Abstract
Background: Sickle cell disease (SCD) is a hereditary hemoglobinopathy affecting millions worldwide, characterized by chronic hemolytic anemia, vaso-occlusive crises, and multi-organ complications. In Brazil, it is estimated that between 60,000 and 100,000 individuals live with SCD. Despite advances in supportive care and implementation of the National Policy for Comprehensive Care for People with SCD and Other Hemoglobinopathies, life expectancy remains markedly reduced compared to the general population. Allogeneic hematopoietic stem cell transplantation (allo-HSCT) remains the only established curative therapy for SCD. However, the scarcity of HLA-matched related donors, especially in populations with African ancestry, and the considerable toxicity associated with myeloablative conditioning limit widespread applicability. To address these limitations, haploidentical HSCT using post-transplant cyclophosphamide (PTCy) combined with reduced-intensity conditioning (RIC) has been developed as a promising alternative, potentially expanding transplant access while mitigating toxicity. Initial haploidentical transplantation protocols were hampered by high rates of primary graft rejection, reported as high as 43%, significantly compromising efficacy. Subsequent protocols incorporated thiotepa into non-myeloablative regimens based on the Johns Hopkins platform, achieving improved engraftment rates. However, access to thiotepa is limited in many resource-constrained settings. In light of the high graft rejection rates observed in our previously transplanted patients and the restricted availability of thiotepa, we adapted a RIC regimen consisting of busulfan, fludarabine, and cyclophosphamide, previously employed with satisfactory outcomes and low toxicity in other hematological diseases.
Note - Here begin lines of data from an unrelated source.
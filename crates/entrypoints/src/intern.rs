//! Id assignment and name interning for reachable entry points.

use rustc_hash::FxHashMap as HashMap;
use serde::{Deserialize, Serialize};

use epgen_registry_spec::CommandSpec;

use crate::entrypoint::{DeclId, Declaration, Enablement, EntryPoint, HandleKind};
use crate::error::GenError;
use crate::extension::{ExtensionKind, ExtensionSet};
use crate::resolve::ResolvedRegistry;
use crate::strmap::{StringMap, StringMapBuilder, StringMapError};
use crate::version::ApiVersion;

/// Dense id of a generated table slot.
#[derive(Debug, Clone, Copy, PartialEq, Eq, Hash, PartialOrd, Ord, Serialize, Deserialize)]
pub struct EntrypointId(pub u32);

impl EntrypointId {
	pub fn index(self) -> usize {
		self.0 as usize
	}
}

/// One slot of the generated tables.
///
/// `target` is the canonical entry point supplying the signature, guard and
/// implementation symbol. It differs from `name` only for an alias whose target
/// is unreachable; such an alias keeps its own slot and its own enablement.
#[derive(Debug, Clone, PartialEq, Eq, Serialize, Deserialize)]
pub struct TableEntry {
	pub name: String,
	pub target: EntryPoint,
	pub enablement: Enablement,
	/// Alias names that resolve to this slot.
	pub aliases: Vec<String>,
}

impl TableEntry {
	pub fn is_device_entrypoint(&self) -> bool {
		self.target.is_device_entrypoint()
	}

	pub fn owner_handle(&self) -> Option<HandleKind> {
		self.target.owner_handle()
	}

	pub fn guard(&self) -> Option<&str> {
		self.target.guard.as_deref()
	}

	pub fn implementation_symbol(&self, prefix: &str) -> Result<String, GenError> {
		self.target.prefixed_name(prefix)
	}

	/// Whether the entry point is callable under the given negotiated state.
	///
	/// `device` is `None` for capability queries made before a device exists;
	/// in that mode every device extension counts as enabled and instance-level
	/// core entry points are available.
	pub fn is_enabled(&self, core_version: ApiVersion, instance: &ExtensionSet, device: Option<&ExtensionSet>) -> bool {
		if let Some(version) = self.enablement.core_version {
			let in_core = version.encode() <= core_version.encode();
			return if self.is_device_entrypoint() {
				in_core
			} else {
				device.is_none() && in_core
			};
		}
		if self.enablement.extensions.is_empty() {
			return true;
		}
		self.enablement.extensions.iter().any(|ext| match ext.kind {
			ExtensionKind::Instance => device.is_none() && instance.contains(*ext),
			ExtensionKind::Device => device.is_none_or(|set| set.contains(*ext)),
		})
	}
}

/// Reachable entry points by id, plus the name map covering every alias.
#[derive(Debug, Clone)]
pub struct Interned {
	pub entries: Vec<TableEntry>,
	pub strings: StringMap,
}

fn next_id(entries: &[TableEntry]) -> u32 {
	entries.len() as u32
}

fn add_name(builder: &mut StringMapBuilder, name: &str, id: u32) -> Result<(), GenError> {
	builder.add(name, id).map_err(|e| match e {
		StringMapError::Duplicate(name) => GenError::DuplicateEntryPoint(name),
		other => GenError::StringMap(other),
	})
}

/// Numbers reachable entry points in registry order and appends `extra`
/// declarations, which are always enabled.
pub fn intern(resolved: &ResolvedRegistry, extra: &[CommandSpec]) -> Result<Interned, GenError> {
	let mut ids: HashMap<DeclId, u32> = HashMap::default();
	let mut entries: Vec<TableEntry> = Vec::new();
	let mut builder = StringMapBuilder::new();

	for (decl_id, decl) in resolved.decls() {
		if !decl.enablement().is_reachable() {
			continue;
		}
		match decl {
			Declaration::Entry(ep) => {
				let id = next_id(&entries);
				add_name(&mut builder, &ep.name, id)?;
				ids.insert(decl_id, id);
				entries.push(TableEntry {
					name: ep.name.clone(),
					target: ep.clone(),
					enablement: ep.enablement.clone(),
					aliases: Vec::new(),
				});
			}
			Declaration::Alias(alias) => {
				if let Some(&id) = ids.get(&alias.target) {
					add_name(&mut builder, &alias.name, id)?;
					entries[id as usize].aliases.push(alias.name.clone());
					continue;
				}
				let Some(target) = resolved.entry(alias.target) else {
					continue;
				};
				let id = next_id(&entries);
				add_name(&mut builder, &alias.name, id)?;
				entries.push(TableEntry {
					name: alias.name.clone(),
					target: target.clone(),
					enablement: alias.enablement.clone(),
					aliases: Vec::new(),
				});
			}
		}
	}

	for spec in extra {
		let ep = EntryPoint::from_spec(spec);
		let id = next_id(&entries);
		add_name(&mut builder, &ep.name, id)?;
		entries.push(TableEntry {
			name: ep.name.clone(),
			target: ep,
			enablement: Enablement::default(),
			aliases: Vec::new(),
		});
	}

	let names = builder.len();
	let strings = builder.bake()?;
	tracing::debug!(ids = entries.len(), names, "interned entry points");

	Ok(Interned { entries, strings })
}
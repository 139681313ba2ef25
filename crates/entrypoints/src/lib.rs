//! Entry-point registry and static lookup-table generation.
//!
//! # Pipeline
//!
//! 1. [`DriverProfile`] validates the driver's API versions and extensions.
//! 2. [`resolve`] binds aliases and stamps every entry point reachable from a
//!    core version or a supported extension.
//! 3. [`intern`] gives reachable entry points dense ids and bakes the
//!    name-to-id [`StringMap`].
//! 4. [`synthesize`] fills one dispatch table per layer and the trampoline table.
//!
//! [`EntrypointTables::generate`] runs all of it. The result is immutable;
//! [`SharedTables`] publishes replacements atomically and [`blob`] moves it
//! between processes.

pub mod blob;
pub mod dispatch;
pub mod entrypoint;
pub mod error;
pub mod extension;
pub mod intern;
pub mod predicate;
pub mod profile;
pub mod resolve;
pub mod runtime;
pub mod strmap;
pub mod tables;
pub mod version;

pub use dispatch::{
	Binding, BuildConfig, DispatchHandle, DispatchSource, DispatchTable, Layer, SymbolTable, TrampolineLayer,
	Trampolines, synthesize,
};
pub use entrypoint::{Enablement, EntryPoint, HandleKind};
pub use error::GenError;
pub use extension::{Extension, ExtensionId, ExtensionKind, ExtensionSet, ExtensionTable};
pub use intern::{EntrypointId, TableEntry, intern};
pub use predicate::{ConditionSet, Conditions, Predicate, PredicateError};
pub use profile::{ApiVersions, DriverProfile};
pub use resolve::{ResolvedRegistry, resolve};
pub use runtime::SharedTables;
pub use strmap::{StringMap, StringMapBuilder, StringMapError};
pub use tables::EntrypointTables;
pub use version::{ApiVersion, VersionError};
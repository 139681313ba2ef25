use crate::predicate::PredicateError;
use crate::strmap::StringMapError;
use crate::version::{ApiVersion, VersionError};

/// Fatal registry inconsistencies.
///
/// Generation either succeeds completely or stops at the first of these; every
/// variant names the offending declaration.
#[derive(Debug, Clone, PartialEq, Eq, thiserror::Error)]
pub enum GenError {
	#[error("duplicate entry point {0:?}")]
	DuplicateEntryPoint(String),
	#[error("alias {alias:?} references undeclared entry point {target:?}")]
	UndeclaredAliasTarget { alias: String, target: String },
	#[error("{requirer} requires undeclared entry point {name:?}")]
	UnknownCommand { requirer: String, name: String },
	#[error("entry point {name:?} stamped with core version {first} and again with {second}")]
	CoreVersionTwice {
		name: String,
		first: ApiVersion,
		second: ApiVersion,
	},
	#[error("entry point {0:?} is provided by both a core version and an extension")]
	CoreAndExtension(String),
	#[error("feature {feature} targets api {api:?}, expected \"vulkan\"")]
	UnsupportedApi { feature: String, api: String },
	#[error("api version {version} does not follow {previous}")]
	VersionNotIncreasing { previous: ApiVersion, version: ApiVersion },
	#[error("profile declares no api versions")]
	NoApiVersions,
	#[error("bad version in {owner}: {source}")]
	Version {
		owner: String,
		#[source]
		source: VersionError,
	},
	#[error("bad enable predicate for {owner}: {source}")]
	Predicate {
		owner: String,
		#[source]
		source: PredicateError,
	},
	#[error("extension {0:?} is not declared by the registry")]
	UnknownExtensionKind(String),
	#[error("duplicate extension {0:?}")]
	DuplicateExtension(String),
	#[error("unknown extension {0:?}")]
	UnknownExtension(String),
	#[error("too many extensions for a 16-bit field index")]
	TooManyExtensions,
	#[error("entry point {0:?} does not start with \"vk\"")]
	MissingVkPrefix(String),
	#[error("no trampoline route for {name:?}: first parameter type {ty:?}")]
	UnhandledTrampoline { name: String, ty: String },
	#[error(transparent)]
	StringMap(#[from] StringMapError),
}
//! The generated table bundle.

use serde::{Deserialize, Serialize};

use epgen_registry_spec::{ProfileSpec, RegistrySpec};

use crate::dispatch::{Layer, SymbolTable, TrampolineLayer, Trampolines, synthesize};
use crate::error::GenError;
use crate::extension::{ExtensionSet, ExtensionTable};
use crate::intern::{EntrypointId, TableEntry, intern};
use crate::profile::{ApiVersions, DriverProfile};
use crate::resolve::resolve;
use crate::strmap::StringMap;
use crate::version::ApiVersion;

/// Everything a driver needs at call time, built in one pass.
#[derive(Debug, Clone, PartialEq, Eq, Serialize, Deserialize)]
pub struct EntrypointTables {
	name_prefix: String,
	entries: Vec<TableEntry>,
	strings: StringMap,
	layers: Vec<SymbolTable>,
	trampolines: SymbolTable,
	extensions: ExtensionTable,
	api_versions: ApiVersions,
}

impl EntrypointTables {
	/// Validates `profile` against `registry` and builds every table.
	pub fn generate(registry: &RegistrySpec, profile: &ProfileSpec) -> Result<Self, GenError> {
		let driver = DriverProfile::from_spec(profile, registry)?;
		Self::from_driver(registry, driver)
	}

	pub fn from_driver(registry: &RegistrySpec, driver: DriverProfile) -> Result<Self, GenError> {
		let resolved = resolve(registry, driver.max_api_version(), &driver.extensions)?;
		let interned = intern(&resolved, &driver.extra_entrypoints)?;

		let layers = driver
			.layers
			.iter()
			.map(|prefix| synthesize(&Layer::new(prefix.as_str()), &interned.entries))
			.collect::<Result<Vec<_>, _>>()?;
		let trampolines = synthesize(&TrampolineLayer::new(driver.name_prefix.as_str()), &interned.entries)?;

		let tables = Self {
			name_prefix: driver.name_prefix,
			entries: interned.entries,
			strings: interned.strings,
			layers,
			trampolines,
			extensions: driver.extensions,
			api_versions: driver.api_versions,
		};
		tracing::info!(
			prefix = %tables.name_prefix,
			entrypoints = tables.entries.len(),
			names = tables.strings.len(),
			hash_size = tables.strings.hash_size(),
			layers = tables.layers.len(),
			max_api_version = %tables.max_api_version(),
			"generated entry point tables"
		);
		Ok(tables)
	}

	pub fn name_prefix(&self) -> &str {
		&self.name_prefix
	}

	/// Id of `name`, which may be an alias.
	pub fn lookup(&self, name: &str) -> Option<EntrypointId> {
		self.strings.lookup(name).map(EntrypointId)
	}

	pub fn entry(&self, id: EntrypointId) -> Option<&TableEntry> {
		self.entries.get(id.index())
	}

	/// Entries in id order.
	pub fn entries(&self) -> &[TableEntry] {
		&self.entries
	}

	pub fn len(&self) -> usize {
		self.entries.len()
	}

	pub fn is_empty(&self) -> bool {
		self.entries.is_empty()
	}

	/// Whether `id` is callable; unknown ids are not.
	pub fn is_enabled(
		&self,
		id: EntrypointId,
		core_version: ApiVersion,
		instance: &ExtensionSet,
		device: Option<&ExtensionSet>,
	) -> bool {
		self.entry(id)
			.is_some_and(|e| e.is_enabled(core_version, instance, device))
	}

	/// [`EntrypointTables::lookup`] that only answers for enabled entry points.
	pub fn lookup_checked(
		&self,
		name: &str,
		core_version: ApiVersion,
		instance: &ExtensionSet,
		device: Option<&ExtensionSet>,
	) -> Option<EntrypointId> {
		self.lookup(name)
			.filter(|id| self.is_enabled(*id, core_version, instance, device))
	}

	pub fn strings(&self) -> &StringMap {
		&self.strings
	}

	pub fn layers(&self) -> &[SymbolTable] {
		&self.layers
	}

	pub fn layer(&self, prefix: &str) -> Option<&SymbolTable> {
		let name = format!("{prefix}_dispatch_table");
		self.layers.iter().find(|l| l.name() == name)
	}

	pub fn trampolines(&self) -> &SymbolTable {
		&self.trampolines
	}

	pub fn trampoline_routes(&self) -> Trampolines {
		Trampolines::from_table(&self.trampolines)
	}

	pub fn extensions(&self) -> &ExtensionTable {
		&self.extensions
	}

	pub fn api_versions(&self) -> &ApiVersions {
		&self.api_versions
	}

	/// What `vkEnumerateInstanceVersion` reports.
	pub fn max_api_version(&self) -> ApiVersion {
		self.api_versions.max()
	}
}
Methods: Retrospective analysis of four adult patientes with SCD who underwent haploidentical HSCT using this RIC protocol at two Brazilian institutions between February 2024 and May 2025. Conditioning consisted of fludarabine 30 mg/m²/day for five days, cyclophosphamide 14.5 mg/kg/day for two days, busulfan 3.2 mg/kg/day for two days, and total body irradiation at 200 cGy. Peripheral blood stem cells (PBSC) were the graft source. Graft-versus-host disease (GvHD) prophylaxis included PTCy (50 mg/kg on days +3 and +4), mycophenolate mofetil, and sirolimus.
Results: Median recipient age was 23 years (range 16–36), and median donor age was 49 years (range 24–54). All patients were self-identified as Black; three were male. Donors included two fathers, one mother, and one sister. One patient underwent a second transplant following graft failure from a previous haploidentical HSCT. Three donor–recipient pairs were sex-mismatched (two male patientes with female donors). Three patients had major ABO incompatibility. Cytomegalovirus serology was positive in three donor–recipient pairs and negative in one. Median infused CD34+ cell dose was 5.51 × 10⁶/kg (range 4.09–8.00). All patients achieved neutrophil engraftment with a median of 18 days (range 15–28). Toxicities were manageable, including grade II mucositis (n=4), mild sinusoidal obstruction syndrome (n=1), suspected engraftment syndrome (n=1) and grade II cytokine release syndrome (n=1). One patient experienced poor graft function associated with parvovirus infection, which improved with supportive care. No acute GvHD of grade II or higher occurred. One patient developed mild chronic hepatic GvHD, controlled with immunosuppression. Full donor chimerism was maintained in all patientes at last follow-up (median 448 days, range 58–532). Importantly, no transplant-related mortality was observed.
Conclusions: Our data support the feasibility and safety of haploidentical HSCT using busulfan, fludarabine, and cyclophosphamide RIC combined with PTCy and PBSC in adult SCD patients. This approach yielded sustained full donor chimerism with low incidence of severe GvHD and graft failure, offering a practical alternative in resource-limited settings where thiotepa is not easily available. Considering the ongoing challenges in donor availability and conditioning toxicity, further studies with larger cohorts and longer follow-up are warranted to confirm the durability of engraftment, late effects, and overall survival benefits. Tailoring conditioning regimens to the realities of diverse healthcare environments remains critical to broadening access to curative therapies for hemoglobinopathies globally.